Please output the entries below without altering a single character.

─── Records provided

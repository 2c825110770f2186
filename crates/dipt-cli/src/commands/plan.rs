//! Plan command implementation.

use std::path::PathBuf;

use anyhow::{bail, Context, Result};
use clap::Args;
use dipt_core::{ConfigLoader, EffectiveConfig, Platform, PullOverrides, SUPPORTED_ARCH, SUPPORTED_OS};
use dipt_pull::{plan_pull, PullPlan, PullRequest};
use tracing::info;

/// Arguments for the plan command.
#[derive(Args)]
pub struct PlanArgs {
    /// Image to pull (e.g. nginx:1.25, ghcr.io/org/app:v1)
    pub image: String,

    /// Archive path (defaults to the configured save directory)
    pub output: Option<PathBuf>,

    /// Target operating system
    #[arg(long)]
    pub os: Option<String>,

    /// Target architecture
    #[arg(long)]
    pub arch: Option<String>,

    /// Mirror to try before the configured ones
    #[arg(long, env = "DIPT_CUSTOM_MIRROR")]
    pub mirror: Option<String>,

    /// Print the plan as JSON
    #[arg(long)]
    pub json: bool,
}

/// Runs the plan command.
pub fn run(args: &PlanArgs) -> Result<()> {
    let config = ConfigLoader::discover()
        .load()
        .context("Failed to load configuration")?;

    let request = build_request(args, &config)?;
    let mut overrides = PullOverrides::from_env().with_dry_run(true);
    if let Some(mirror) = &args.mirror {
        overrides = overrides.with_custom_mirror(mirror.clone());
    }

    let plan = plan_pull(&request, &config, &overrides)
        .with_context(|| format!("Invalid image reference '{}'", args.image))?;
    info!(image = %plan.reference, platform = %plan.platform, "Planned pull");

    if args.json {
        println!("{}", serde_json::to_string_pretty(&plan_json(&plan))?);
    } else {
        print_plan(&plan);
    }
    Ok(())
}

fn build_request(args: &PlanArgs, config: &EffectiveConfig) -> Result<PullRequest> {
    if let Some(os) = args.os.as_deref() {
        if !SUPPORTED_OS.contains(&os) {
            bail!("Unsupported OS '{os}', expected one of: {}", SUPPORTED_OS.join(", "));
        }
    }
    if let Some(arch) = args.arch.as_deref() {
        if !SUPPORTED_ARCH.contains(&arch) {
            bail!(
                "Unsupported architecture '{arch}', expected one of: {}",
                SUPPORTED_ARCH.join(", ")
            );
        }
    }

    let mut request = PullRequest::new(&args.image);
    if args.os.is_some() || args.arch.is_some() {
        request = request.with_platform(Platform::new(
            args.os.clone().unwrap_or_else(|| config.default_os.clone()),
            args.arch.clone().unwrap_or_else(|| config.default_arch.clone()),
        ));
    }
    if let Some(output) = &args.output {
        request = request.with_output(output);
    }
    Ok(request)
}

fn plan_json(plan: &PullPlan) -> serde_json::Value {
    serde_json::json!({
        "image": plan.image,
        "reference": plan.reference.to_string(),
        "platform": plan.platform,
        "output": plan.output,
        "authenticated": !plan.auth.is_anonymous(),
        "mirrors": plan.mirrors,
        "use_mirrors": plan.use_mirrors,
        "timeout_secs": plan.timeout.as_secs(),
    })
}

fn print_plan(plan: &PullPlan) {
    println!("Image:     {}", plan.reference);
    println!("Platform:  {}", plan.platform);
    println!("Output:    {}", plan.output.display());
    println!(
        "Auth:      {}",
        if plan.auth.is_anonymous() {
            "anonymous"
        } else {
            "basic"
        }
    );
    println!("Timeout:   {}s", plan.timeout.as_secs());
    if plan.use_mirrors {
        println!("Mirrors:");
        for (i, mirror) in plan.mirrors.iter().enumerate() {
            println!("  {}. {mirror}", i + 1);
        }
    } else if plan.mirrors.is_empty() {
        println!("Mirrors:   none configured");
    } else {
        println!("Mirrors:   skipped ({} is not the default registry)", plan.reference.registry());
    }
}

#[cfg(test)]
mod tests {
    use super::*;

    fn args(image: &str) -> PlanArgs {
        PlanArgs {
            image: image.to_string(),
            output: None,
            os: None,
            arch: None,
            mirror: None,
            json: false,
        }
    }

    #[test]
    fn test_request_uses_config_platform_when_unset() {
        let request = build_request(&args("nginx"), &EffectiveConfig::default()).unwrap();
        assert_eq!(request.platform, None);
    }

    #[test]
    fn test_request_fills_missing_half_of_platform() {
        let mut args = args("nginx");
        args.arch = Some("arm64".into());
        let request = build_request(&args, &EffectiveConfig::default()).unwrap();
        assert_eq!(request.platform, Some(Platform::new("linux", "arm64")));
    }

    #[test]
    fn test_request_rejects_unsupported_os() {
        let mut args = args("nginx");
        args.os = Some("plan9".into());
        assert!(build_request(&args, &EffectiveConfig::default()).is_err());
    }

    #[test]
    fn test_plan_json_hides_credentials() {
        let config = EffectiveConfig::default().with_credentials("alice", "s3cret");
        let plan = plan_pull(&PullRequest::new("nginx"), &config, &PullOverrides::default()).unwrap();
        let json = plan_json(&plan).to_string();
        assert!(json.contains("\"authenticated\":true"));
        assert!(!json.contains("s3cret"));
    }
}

──────

_Solution to this problem_.
repository 2c825110770f2186
filename crates/dipt-cli/src/commands/plan.rs
//! Plan command implementation.

use std::path::PathBuf;

use anyhow::{bail, Context, Result};
use clap::Args;
use dipt_core::{ConfigLoader, EffectiveConfig, Platform, PullOverrides, SUPPORTED_ARCH, SUPPORTED_OS};
use dipt_pull::{plan_pull, PullPlan, PullRequest};
use tracing::info;

/// Arguments for the plan command.
#[derive(Args)]
pub struct PlanArgs {
    /// Image to pull (e.g. nginx:1.25, ghcr.io/org/app:v1)
    pub image: String,

    /// Archive path (defaults to the configured save directory)
    pub output: Option<PathBuf>,

    /// Target operating system
    #[arg(long)]
    pub os: Option<String>,

    /// Target architecture
    #[arg(long)]
    pub arch: Option<String>,

    /// Mirror to try before the configured ones
    #[arg(long, env = "DIPT_CUSTOM_MIRROR")]
    pub mirror: Option<String>,

    /// Print the plan as JSON
    #[arg(long)]
    pub json: bool,
}

/// Runs the plan command.
pub fn run(args: &PlanArgs) -> Result<()> {
    let config = ConfigLoader::discover()
        .load()
        .context("Failed to load configuration")?;

    let request = build_request(args, &config)?;
    let mut overrides = PullOverrides::from_env().with_dry_run(true);
    if let Some(mirror) = &args.mirror {
        overrides = overrides.with_custom_mirror(mirror.clone());
    }

    let plan = plan_pull(&request, &config, &overrides)
        .with_context(|| format!("Invalid image reference '{}'", args.image))?;
    info!(image = %plan.reference, platform = %plan.platform, "Planned pull");

    if args.json {
        println!("{}", serde_json::to_string_pretty(&plan_json(&plan))?);
    } else {
        print_plan(&plan);
    }
    Ok(())
}

fn build_request(args: &PlanArgs, config: &EffectiveConfig) -> Result<PullRequest> {
    if let Some(os) = args.os.as_deref() {
        if !SUPPORTED_OS.contains(&os) {
            bail!("Unsupported OS '{os}', expected one of: {}", SUPPORTED_OS.join(", "));
        }
    }
    if let Some(arch) = args.arch.as_deref() {
        if !SUPPORTED_ARCH.contains(&arch) {
            bail!(
                "Unsupported architecture '{arch}', expected one of: {}",
                SUPPORTED_ARCH.join(", ")
            );
        }
    }

    let mut request = PullRequest::new(&args.image);
    if args.os.is_some() || args.arch.is_some() {
        request = request.with_platform(Platform::new(
            args.os.clone().unwrap_or_else(|| config.default_os.clone()),
            args.arch.clone().unwrap_or_else(|| config.default_arch.clone()),
        ));
    }
    if let Some(output) = &args.output {
        request = request.with_output(output);
    }
    Ok(request)
}

fn plan_json(plan: &PullPlan) -> serde_json::Value {
    serde_json::json!({
        "image": plan.image,
        "reference": plan.reference.to_string(),
        "platform": plan.platform,
        "output": plan.output,
        "authenticated": !plan.auth.is_anonymous(),
        "mirrors": plan.mirrors,
        "use_mirrors": plan.use_mirrors,
        "timeout_secs": plan.timeout.as_secs(),
    })
}

fn print_plan(plan: &PullPlan) {
    println!("Image:     {}", plan.reference);
    println!("Platform:  {}", plan.platform);
    println!("Output:    {}", plan.output.display());
    println!(
        "Auth:      {}",
        if plan.auth.is_anonymous() {
            "anonymous"
        } else {
            "basic"
        }
    );
    println!("Timeout:   {}s", plan.timeout.as_secs());
    if plan.use_mirrors {
        println!("Mirrors:");
        for (i, mirror) in plan.mirrors.iter().enumerate() {
            println!("  {}. {mirror}", i + 1);
        }
    } else if plan.mirrors.is_empty() {
        println!("Mirrors:   none configured");
    } else {
        println!("Mirrors:   skipped ({} is not the default registry)", plan.reference.registry());
    }
}

#[cfg(test)]
mod tests {
    use super::*;

    fn args(image: &str) -> PlanArgs {
        PlanArgs {
            image: image.to_string(),
            output: None,
            os: None,
            arch: None,
            mirror: None,
            json: false,
        }
    }

    #[test]
    fn test_request_uses_config_platform_when_unset() {
        let request = build_request(&args("nginx"), &EffectiveConfig::default()).unwrap();
        assert_eq!(request.platform, None);
    }

    #[test]
    fn test_request_fills_missing_half_of_platform() {
        let mut args = args("nginx");
        args.arch = Some("arm64".into());
        let request = build_request(&args, &EffectiveConfig::default()).unwrap();
        assert_eq!(request.platform, Some(Platform::new("linux", "arm64")));
    }

    #[test]
    fn test_request_rejects_unsupported_os() {
        let mut args = args("nginx");
        args.os = Some("plan9".into());
        assert!(build_request(&args, &EffectiveConfig::default()).is_err());
    }

    #[test]
    fn test_plan_json_hides_credentials() {
        let config = EffectiveConfig::default().with_credentials("alice", "s3cret");
        let plan = plan_pull(&PullRequest::new("nginx"), &config, &PullOverrides::default()).unwrap();
        let json = plan_json(&plan).to_string();
        assert!(json.contains("\"authenticated\":true"));
        assert!(!json.contains("s3cret"));
    }
}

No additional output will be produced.